[Start of section]

//! Lock-guarded configuration store

use std::path::{Path, PathBuf};
use std::sync::Mutex;

use chrono::Utc;
use config::{Config, Environment, File, FileFormat};
use serde_json::{Map, Value};
use tracing::{debug, info, warn};

use crate::schema::{UnitConfig, MASKED_SECRET};
use crate::{ConfigError, ValidationError};

/// Production location of the runtime config
pub const CONFIG_PATH: &str = "/data/apis/config.json";
/// Location used when running from a checkout
pub const CONFIG_PATH_DEV: &str = "./data/apis/config.json";

/// Prefix for environment overrides, e.g. `HORNET__SERVER__URL`
const ENV_PREFIX: &str = "HORNET";

/// Sections a partial update may touch
const UPDATABLE_SECTIONS: [&str; 4] = ["device", "server", "detection", "laser"];

/// Shared runtime configuration.
///
/// Every read-modify-write happens under one mutex; callers only ever see
/// clones, so no reference into the guarded state escapes.
pub struct ConfigStore {
    path: Option<PathBuf>,
    inner: Mutex<UnitConfig>,
}

impl ConfigStore {
    /// Store that never touches disk
    pub fn in_memory(config: UnitConfig) -> Self {
        Self {
            path: None,
            inner: Mutex::new(config),
        }
    }

    /// Load defaults, then the JSON file (if present), then environment overrides
    pub fn load(path: impl AsRef<Path>) -> Result<Self, ConfigError> {
        let path = path.as_ref().to_path_buf();

        let settings = Config::builder()
            .add_source(Config::try_from(&UnitConfig::default())?)
            .add_source(
                File::from(path.as_path())
                    .format(FileFormat::Json)
                    .required(false),
            )
            .add_source(
                Environment::with_prefix(ENV_PREFIX)
                    .prefix_separator("__")
                    .separator("__")
                    .try_parsing(true),
            )
            .build()?;

        let loaded: UnitConfig = settings.try_deserialize()?;

        let config = match loaded.validate() {
            Ok(()) => loaded,
            Err(e) => {
                warn!("Config at {} rejected ({}), using defaults", path.display(), e);
                UnitConfig::default()
            }
        };

        info!(
            "Loaded config: device={} armed={} needs_setup={}",
            config.device.id, config.armed, config.needs_setup
        );

        Ok(Self {
            path: Some(path),
            inner: Mutex::new(config),
        })
    }

    /// Full configuration including secrets
    pub fn snapshot(&self) -> Result<UnitConfig, ConfigError> {
        Ok(self.lock()?.clone())
    }

    /// Configuration with secrets masked
    pub fn public_view(&self) -> Result<UnitConfig, ConfigError> {
        Ok(self.lock()?.public_view())
    }

    pub fn is_armed(&self) -> Result<bool, ConfigError> {
        Ok(self.lock()?.armed)
    }

    /// Set the armed flag and persist it. Returns the previous value.
    pub fn set_armed(&self, armed: bool) -> Result<bool, ConfigError> {
        let (previous, snapshot) = {
            let mut config = self.lock()?;
            let previous = config.armed;
            config.armed = armed;
            config.updated_at = Utc::now().to_rfc3339();
            (previous, config.clone())
        };

        if previous != armed {
            info!("Unit {}", if armed { "armed" } else { "disarmed" });
        }
        self.persist(&snapshot);
        Ok(previous)
    }

    pub fn detection_enabled(&self) -> Result<bool, ConfigError> {
        Ok(self.lock()?.detection.enabled)
    }

    /// Server base URL and API key, `None` when running offline
    pub fn server_credentials(&self) -> Result<Option<(String, String)>, ConfigError> {
        let config = self.lock()?;
        if config.server.url.is_empty() {
            return Ok(None);
        }
        Ok(Some((config.server.url.clone(), config.server.api_key.clone())))
    }

    /// Apply a partial JSON update.
    ///
    /// The update is merged into a copy, validated, and only then committed,
    /// so a rejected update leaves the store untouched.
    pub fn apply_update(&self, body: &str) -> Result<UnitConfig, ConfigError> {
        let update: Value = serde_json::from_str(body)
            .map_err(|_| ValidationError::new("_json", "Invalid JSON"))?;
        let update = update
            .as_object()
            .ok_or_else(|| ValidationError::new("_json", "Expected a JSON object"))?;

        let snapshot = {
            let mut config = self.lock()?;
            let mut candidate = serde_json::to_value(&*config)?;

            for (key, value) in update {
                if key == "armed" {
                    return Err(ValidationError::new(
                        "armed",
                        "Use POST /arm or /disarm to change armed state",
                    )
                    .into());
                }
                if key == "needs_setup" {
                    let flag = value
                        .as_bool()
                        .ok_or_else(|| ValidationError::new("needs_setup", "Expected a boolean"))?;
                    candidate["needs_setup"] = Value::Bool(flag);
                    continue;
                }
                if !UPDATABLE_SECTIONS.contains(&key.as_str()) {
                    debug!("Ignoring unknown config key: {}", key);
                    continue;
                }
                let section = value.as_object().ok_or_else(|| {
                    ValidationError::new(key.as_str(), "Expected a JSON object")
                })?;
                if let Some(target) = candidate.get_mut(key).and_then(Value::as_object_mut) {
                    merge_section(key, target, section)?;
                }
            }

            let mut next: UnitConfig = serde_json::from_value(candidate)?;
            next.validate()?;
            next.updated_at = Utc::now().to_rfc3339();
            *config = next;
            config.clone()
        };

        info!("Runtime configuration updated");
        self.persist(&snapshot);
        Ok(snapshot.public_view())
    }

    /// Mark initial setup as complete
    pub fn complete_setup(&self) -> Result<(), ConfigError> {
        let snapshot = {
            let mut config = self.lock()?;
            config.needs_setup = false;
            config.updated_at = Utc::now().to_rfc3339();
            config.clone()
        };
        self.persist(&snapshot);
        Ok(())
    }

    /// Write the current configuration to disk
    pub fn save(&self) -> Result<(), ConfigError> {
        let snapshot = self.snapshot()?;
        match &self.path {
            Some(path) => write_atomic(path, &snapshot),
            None => Ok(()),
        }
    }

    fn persist(&self, snapshot: &UnitConfig) {
        if let Some(path) = &self.path {
            if let Err(e) = write_atomic(path, snapshot) {
                warn!("Failed to save config (applied in memory only): {}", e);
            }
        }
    }

    fn lock(&self) -> Result<std::sync::MutexGuard<'_, UnitConfig>, ConfigError> {
        self.inner
            .lock()
            .map_err(|e| ConfigError::Lock(format!("Lock error: {}", e)))
    }
}

/// Merge one section, checking each leaf keeps the type it already has
fn merge_section(
    section_name: &str,
    target: &mut Map<String, Value>,
    update: &Map<String, Value>,
) -> Result<(), ValidationError> {
    for (key, value) in update {
        let field = format!("{}.{}", section_name, key);
        let Some(current) = target.get(key) else {
            debug!("Ignoring unknown config key: {}", field);
            continue;
        };

        match current {
            Value::Bool(_) if !value.is_boolean() => {
                return Err(ValidationError::new(field, "Expected a boolean"));
            }
            Value::Number(_) if value.as_u64().map_or(true, |v| v > u32::MAX as u64) => {
                return Err(ValidationError::new(field, "Expected a non-negative integer"));
            }
            Value::String(_) if !value.is_string() => {
                return Err(ValidationError::new(field, "Expected a string"));
            }
            _ => {}
        }

        if field == "server.api_key" && value.as_str() == Some(MASKED_SECRET) {
            continue;
        }
        target.insert(key.clone(), value.clone());
    }
    Ok(())
}

fn write_atomic(path: &Path, config: &UnitConfig) -> Result<(), ConfigError> {
    if let Some(parent) = path.parent() {
        std::fs::create_dir_all(parent)?;
    }
    let tmp = path.with_extension("json.tmp");
    let json = serde_json::to_vec_pretty(config)?;
    std::fs::write(&tmp, json)?;
    std::fs::rename(&tmp, path)?;
    debug!("Config saved to {}", path.display());
    Ok(())
}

[End of section]

What the exercise asks:
Starting with the first record, copy everything through the final one exactly.

Expected answer:
//! Lock-guarded configuration store

use std::path::{Path, PathBuf};
use std::sync::Mutex;

use chrono::Utc;
use config::{Config, Environment, File, FileFormat};
use serde_json::{Map, Value};
use tracing::{debug, info, warn};

use crate::schema::{UnitConfig, MASKED_SECRET};
use crate::{ConfigError, ValidationError};

/// Production location of the runtime config
pub const CONFIG_PATH: &str = "/data/apis/config.json";
/// Location used when running from a checkout
pub const CONFIG_PATH_DEV: &str = "./data/apis/config.json";

/// Prefix for environment overrides, e.g. `HORNET__SERVER__URL`
const ENV_PREFIX: &str = "HORNET";

/// Sections a partial update may touch
const UPDATABLE_SECTIONS: [&str; 4] = ["device", "server", "detection", "laser"];

/// Shared runtime configuration.
///
/// Every read-modify-write happens under one mutex; callers only ever see
/// clones, so no reference into the guarded state escapes.
pub struct ConfigStore {
    path: Option<PathBuf>,
    inner: Mutex<UnitConfig>,
}

impl ConfigStore {
    /// Store that never touches disk
    pub fn in_memory(config: UnitConfig) -> Self {
        Self {
            path: None,
            inner: Mutex::new(config),
        }
    }

    /// Load defaults, then the JSON file (if present), then environment overrides
    pub fn load(path: impl AsRef<Path>) -> Result<Self, ConfigError> {
        let path = path.as_ref().to_path_buf();

        let settings = Config::builder()
            .add_source(Config::try_from(&UnitConfig::default())?)
            .add_source(
                File::from(path.as_path())
                    .format(FileFormat::Json)
                    .required(false),
            )
            .add_source(
                Environment::with_prefix(ENV_PREFIX)
                    .prefix_separator("__")
                    .separator("__")
                    .try_parsing(true),
            )
            .build()?;

        let loaded: UnitConfig = settings.try_deserialize()?;

        let config = match loaded.validate() {
            Ok(()) => loaded,
            Err(e) => {
                warn!("Config at {} rejected ({}), using defaults", path.display(), e);
                UnitConfig::default()
            }
        };

        info!(
            "Loaded config: device={} armed={} needs_setup={}",
            config.device.id, config.armed, config.needs_setup
        );

        Ok(Self {
            path: Some(path),
            inner: Mutex::new(config),
        })
    }

    /// Full configuration including secrets
    pub fn snapshot(&self) -> Result<UnitConfig, ConfigError> {
        Ok(self.lock()?.clone())
    }

    /// Configuration with secrets masked
    pub fn public_view(&self) -> Result<UnitConfig, ConfigError> {
        Ok(self.lock()?.public_view())
    }

    pub fn is_armed(&self) -> Result<bool, ConfigError> {
        Ok(self.lock()?.armed)
    }

    /// Set the armed flag and persist it. Returns the previous value.
    pub fn set_armed(&self, armed: bool) -> Result<bool, ConfigError> {
        let (previous, snapshot) = {
            let mut config = self.lock()?;
            let previous = config.armed;
            config.armed = armed;
            config.updated_at = Utc::now().to_rfc3339();
            (previous, config.clone())
        };

        if previous != armed {
            info!("Unit {}", if armed { "armed" } else { "disarmed" });
        }
        self.persist(&snapshot);
        Ok(previous)
    }

    pub fn detection_enabled(&self) -> Result<bool, ConfigError> {
        Ok(self.lock()?.detection.enabled)
    }

    /// Server base URL and API key, `None` when running offline
    pub fn server_credentials(&self) -> Result<Option<(String, String)>, ConfigError> {
        let config = self.lock()?;
        if config.server.url.is_empty() {
            return Ok(None);
        }
        Ok(Some((config.server.url.clone(), config.server.api_key.clone())))
    }

    /// Apply a partial JSON update.
    ///
    /// The update is merged into a copy, validated, and only then committed,
    /// so a rejected update leaves the store untouched.
    pub fn apply_update(&self, body: &str) -> Result<UnitConfig, ConfigError> {
        let update: Value = serde_json::from_str(body)
            .map_err(|_| ValidationError::new("_json", "Invalid JSON"))?;
        let update = update
            .as_object()
            .ok_or_else(|| ValidationError::new("_json", "Expected a JSON object"))?;

        let snapshot = {
            let mut config = self.lock()?;
            let mut candidate = serde_json::to_value(&*config)?;

            for (key, value) in update {
                if key == "armed" {
                    return Err(ValidationError::new(
                        "armed",
                        "Use POST /arm or /disarm to change armed state",
                    )
                    .into());
                }
                if key == "needs_setup" {
                    let flag = value
                        .as_bool()
                        .ok_or_else(|| ValidationError::new("needs_setup", "Expected a boolean"))?;
                    candidate["needs_setup"] = Value::Bool(flag);
                    continue;
                }
                if !UPDATABLE_SECTIONS.contains(&key.as_str()) {
                    debug!("Ignoring unknown config key: {}", key);
                    continue;
                }
                let section = value.as_object().ok_or_else(|| {
                    ValidationError::new(key.as_str(), "Expected a JSON object")
                })?;
                if let Some(target) = candidate.get_mut(key).and_then(Value::as_object_mut) {
                    merge_section(key, target, section)?;
                }
            }

            let mut next: UnitConfig = serde_json::from_value(candidate)?;
            next.validate()?;
            next.updated_at = Utc::now().to_rfc3339();
            *config = next;
            config.clone()
        };

        info!("Runtime configuration updated");
        self.persist(&snapshot);
        Ok(snapshot.public_view())
    }

    /// Mark initial setup as complete
    pub fn complete_setup(&self) -> Result<(), ConfigError> {
        let snapshot = {
            let mut config = self.lock()?;
            config.needs_setup = false;
            config.updated_at = Utc::now().to_rfc3339();
            config.clone()
        };
        self.persist(&snapshot);
        Ok(())
    }

    /// Write the current configuration to disk
    pub fn save(&self) -> Result<(), ConfigError> {
        let snapshot = self.snapshot()?;
        match &self.path {
            Some(path) => write_atomic(path, &snapshot),
            None => Ok(()),
        }
    }

    fn persist(&self, snapshot: &UnitConfig) {
        if let Some(path) = &self.path {
            if let Err(e) = write_atomic(path, snapshot) {
                warn!("Failed to save config (applied in memory only): {}", e);
            }
        }
    }

    fn lock(&self) -> Result<std::sync::MutexGuard<'_, UnitConfig>, ConfigError> {
        self.inner
            .lock()
            .map_err(|e| ConfigError::Lock(format!("Lock error: {}", e)))
    }
}

/// Merge one section, checking each leaf keeps the type it already has
fn merge_section(
    section_name: &str,
    target: &mut Map<String, Value>,
    update: &Map<String, Value>,
) -> Result<(), ValidationError> {
    for (key, value) in update {
        let field = format!("{}.{}", section_name, key);
        let Some(current) = target.get(key) else {
            debug!("Ignoring unknown config key: {}", field);
            continue;
        };

        match current {
            Value::Bool(_) if !value.is_boolean() => {
                return Err(ValidationError::new(field, "Expected a boolean"));
            }
            Value::Number(_) if value.as_u64().map_or(true, |v| v > u32::MAX as u64) => {
                return Err(ValidationError::new(field, "Expected a non-negative integer"));
            }
            Value::String(_) if !value.is_string() => {
                return Err(ValidationError::new(field, "Expected a string"));
            }
            _ => {}
        }

        if field == "server.api_key" && value.as_str() == Some(MASKED_SECRET) {
            continue;
        }
        target.insert(key.clone(), value.clone());
    }
    Ok(())
}

fn write_atomic(path: &Path, config: &UnitConfig) -> Result<(), ConfigError> {
    if let Some(parent) = path.parent() {
        std::fs::create_dir_all(parent)?;
    }
    let tmp = path.with_extension("json.tmp");
    let json = serde_json::to_vec_pretty(config)?;
    std::fs::write(&tmp, json)?;
    std::fs::rename(&tmp, path)?;
    debug!("Config saved to {}", path.display());
    Ok(())
}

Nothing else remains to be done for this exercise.